▸ DATA TO EXAMINE:
__________________________________________________

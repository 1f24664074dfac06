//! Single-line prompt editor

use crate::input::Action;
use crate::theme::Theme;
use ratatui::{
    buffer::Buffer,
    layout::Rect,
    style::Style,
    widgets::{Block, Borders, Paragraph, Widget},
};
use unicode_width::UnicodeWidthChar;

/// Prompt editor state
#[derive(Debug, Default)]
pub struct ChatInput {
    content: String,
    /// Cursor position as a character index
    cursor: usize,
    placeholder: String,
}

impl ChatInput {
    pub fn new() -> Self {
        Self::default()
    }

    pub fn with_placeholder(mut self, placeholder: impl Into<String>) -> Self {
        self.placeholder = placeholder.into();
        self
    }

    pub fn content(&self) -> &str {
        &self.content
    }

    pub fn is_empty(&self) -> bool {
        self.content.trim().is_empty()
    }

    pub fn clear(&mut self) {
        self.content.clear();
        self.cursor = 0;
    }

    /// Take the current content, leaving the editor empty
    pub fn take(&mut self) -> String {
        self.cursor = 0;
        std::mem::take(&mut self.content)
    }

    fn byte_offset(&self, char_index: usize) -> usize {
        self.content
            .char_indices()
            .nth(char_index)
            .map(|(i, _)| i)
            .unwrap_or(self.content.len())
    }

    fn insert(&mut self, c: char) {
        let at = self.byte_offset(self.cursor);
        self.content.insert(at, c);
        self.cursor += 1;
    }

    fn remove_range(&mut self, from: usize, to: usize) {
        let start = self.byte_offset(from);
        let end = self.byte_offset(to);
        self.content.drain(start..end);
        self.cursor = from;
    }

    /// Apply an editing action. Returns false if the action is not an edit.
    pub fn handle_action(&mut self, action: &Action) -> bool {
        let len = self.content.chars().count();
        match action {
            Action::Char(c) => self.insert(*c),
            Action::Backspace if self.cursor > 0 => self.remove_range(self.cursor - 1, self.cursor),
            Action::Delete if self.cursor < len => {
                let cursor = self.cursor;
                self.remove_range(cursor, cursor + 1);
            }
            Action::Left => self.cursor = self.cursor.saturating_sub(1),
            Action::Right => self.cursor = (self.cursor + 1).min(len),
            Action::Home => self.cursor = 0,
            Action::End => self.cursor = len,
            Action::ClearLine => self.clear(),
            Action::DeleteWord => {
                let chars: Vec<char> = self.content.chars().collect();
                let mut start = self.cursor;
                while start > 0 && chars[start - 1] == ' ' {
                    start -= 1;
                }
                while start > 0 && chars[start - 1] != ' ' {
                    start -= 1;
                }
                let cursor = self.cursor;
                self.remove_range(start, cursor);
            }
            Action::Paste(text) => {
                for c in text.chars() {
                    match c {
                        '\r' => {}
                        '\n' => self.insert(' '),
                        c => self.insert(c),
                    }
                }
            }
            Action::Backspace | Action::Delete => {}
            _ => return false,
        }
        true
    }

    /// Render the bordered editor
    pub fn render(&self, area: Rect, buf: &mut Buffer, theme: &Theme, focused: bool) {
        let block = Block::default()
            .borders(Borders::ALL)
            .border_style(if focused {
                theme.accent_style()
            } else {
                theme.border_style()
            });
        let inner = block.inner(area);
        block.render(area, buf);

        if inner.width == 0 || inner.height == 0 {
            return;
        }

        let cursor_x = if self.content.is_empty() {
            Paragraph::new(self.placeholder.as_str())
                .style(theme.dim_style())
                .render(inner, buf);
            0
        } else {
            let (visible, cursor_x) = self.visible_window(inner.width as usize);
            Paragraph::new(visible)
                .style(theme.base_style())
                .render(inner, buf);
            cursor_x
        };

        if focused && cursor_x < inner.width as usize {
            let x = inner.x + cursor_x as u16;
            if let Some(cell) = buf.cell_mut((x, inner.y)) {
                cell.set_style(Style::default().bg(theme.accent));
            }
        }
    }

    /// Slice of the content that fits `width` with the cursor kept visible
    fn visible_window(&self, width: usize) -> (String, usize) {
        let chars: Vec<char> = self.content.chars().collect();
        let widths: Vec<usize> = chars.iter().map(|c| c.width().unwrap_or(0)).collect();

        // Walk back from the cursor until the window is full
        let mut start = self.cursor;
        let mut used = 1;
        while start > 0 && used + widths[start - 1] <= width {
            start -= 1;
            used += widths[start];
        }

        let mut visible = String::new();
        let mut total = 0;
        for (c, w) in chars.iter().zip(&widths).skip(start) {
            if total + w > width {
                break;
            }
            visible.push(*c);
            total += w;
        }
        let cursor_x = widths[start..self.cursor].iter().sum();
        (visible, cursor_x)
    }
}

__________________________________________________

▸ TASK ITEM: Repeat the whole listing exactly, keeping every line intact.

▸ ANSWER TO THIS PROBLEM:
repository 1f24664074dfac06
//! Single-line prompt editor

use crate::input::Action;
use crate::theme::Theme;
use ratatui::{
    buffer::Buffer,
    layout::Rect,
    style::Style,
    widgets::{Block, Borders, Paragraph, Widget},
};
use unicode_width::UnicodeWidthChar;

/// Prompt editor state
#[derive(Debug, Default)]
pub struct ChatInput {
    content: String,
    /// Cursor position as a character index
    cursor: usize,
    placeholder: String,
}

impl ChatInput {
    pub fn new() -> Self {
        Self::default()
    }

    pub fn with_placeholder(mut self, placeholder: impl Into<String>) -> Self {
        self.placeholder = placeholder.into();
        self
    }

    pub fn content(&self) -> &str {
        &self.content
    }

    pub fn is_empty(&self) -> bool {
        self.content.trim().is_empty()
    }

    pub fn clear(&mut self) {
        self.content.clear();
        self.cursor = 0;
    }

    /// Take the current content, leaving the editor empty
    pub fn take(&mut self) -> String {
        self.cursor = 0;
        std::mem::take(&mut self.content)
    }

    fn byte_offset(&self, char_index: usize) -> usize {
        self.content
            .char_indices()
            .nth(char_index)
            .map(|(i, _)| i)
            .unwrap_or(self.content.len())
    }

    fn insert(&mut self, c: char) {
        let at = self.byte_offset(self.cursor);
        self.content.insert(at, c);
        self.cursor += 1;
    }

    fn remove_range(&mut self, from: usize, to: usize) {
        let start = self.byte_offset(from);
        let end = self.byte_offset(to);
        self.content.drain(start..end);
        self.cursor = from;
    }

    /// Apply an editing action. Returns false if the action is not an edit.
    pub fn handle_action(&mut self, action: &Action) -> bool {
        let len = self.content.chars().count();
        match action {
            Action::Char(c) => self.insert(*c),
            Action::Backspace if self.cursor > 0 => self.remove_range(self.cursor - 1, self.cursor),
            Action::Delete if self.cursor < len => {
                let cursor = self.cursor;
                self.remove_range(cursor, cursor + 1);
            }
            Action::Left => self.cursor = self.cursor.saturating_sub(1),
            Action::Right => self.cursor = (self.cursor + 1).min(len),
            Action::Home => self.cursor = 0,
            Action::End => self.cursor = len,
            Action::ClearLine => self.clear(),
            Action::DeleteWord => {
                let chars: Vec<char> = self.content.chars().collect();
                let mut start = self.cursor;
                while start > 0 && chars[start - 1] == ' ' {
                    start -= 1;
                }
                while start > 0 && chars[start - 1] != ' ' {
                    start -= 1;
                }
                let cursor = self.cursor;
                self.remove_range(start, cursor);
            }
            Action::Paste(text) => {
                for c in text.chars() {
                    match c {
                        '\r' => {}
                        '\n' => self.insert(' '),
                        c => self.insert(c),
                    }
                }
            }
            Action::Backspace | Action::Delete => {}
            _ => return false,
        }
        true
    }

    /// Render the bordered editor
    pub fn render(&self, area: Rect, buf: &mut Buffer, theme: &Theme, focused: bool) {
        let block = Block::default()
            .borders(Borders::ALL)
            .border_style(if focused {
                theme.accent_style()
            } else {
                theme.border_style()
            });
        let inner = block.inner(area);
        block.render(area, buf);

        if inner.width == 0 || inner.height == 0 {
            return;
        }

        let cursor_x = if self.content.is_empty() {
            Paragraph::new(self.placeholder.as_str())
                .style(theme.dim_style())
                .render(inner, buf);
            0
        } else {
            let (visible, cursor_x) = self.visible_window(inner.width as usize);
            Paragraph::new(visible)
                .style(theme.base_style())
                .render(inner, buf);
            cursor_x
        };

        if focused && cursor_x < inner.width as usize {
            let x = inner.x + cursor_x as u16;
            if let Some(cell) = buf.cell_mut((x, inner.y)) {
                cell.set_style(Style::default().bg(theme.accent));
            }
        }
    }

    /// Slice of the content that fits `width` with the cursor kept visible
    fn visible_window(&self, width: usize) -> (String, usize) {
        let chars: Vec<char> = self.content.chars().collect();
        let widths: Vec<usize> = chars.iter().map(|c| c.width().unwrap_or(0)).collect();

        // Walk back from the cursor until the window is full
        let mut start = self.cursor;
        let mut used = 1;
        while start > 0 && used + widths[start - 1] <= width {
            start -= 1;
            used += widths[start];
        }

        let mut visible = String::new();
        let mut total = 0;
        for (c, w) in chars.iter().zip(&widths).skip(start) {
            if total + w > width {
                break;
            }
            visible.push(*c);
            total += w;
        }
        let cursor_x = widths[start..self.cursor].iter().sum();
        (visible, cursor_x)
    }
}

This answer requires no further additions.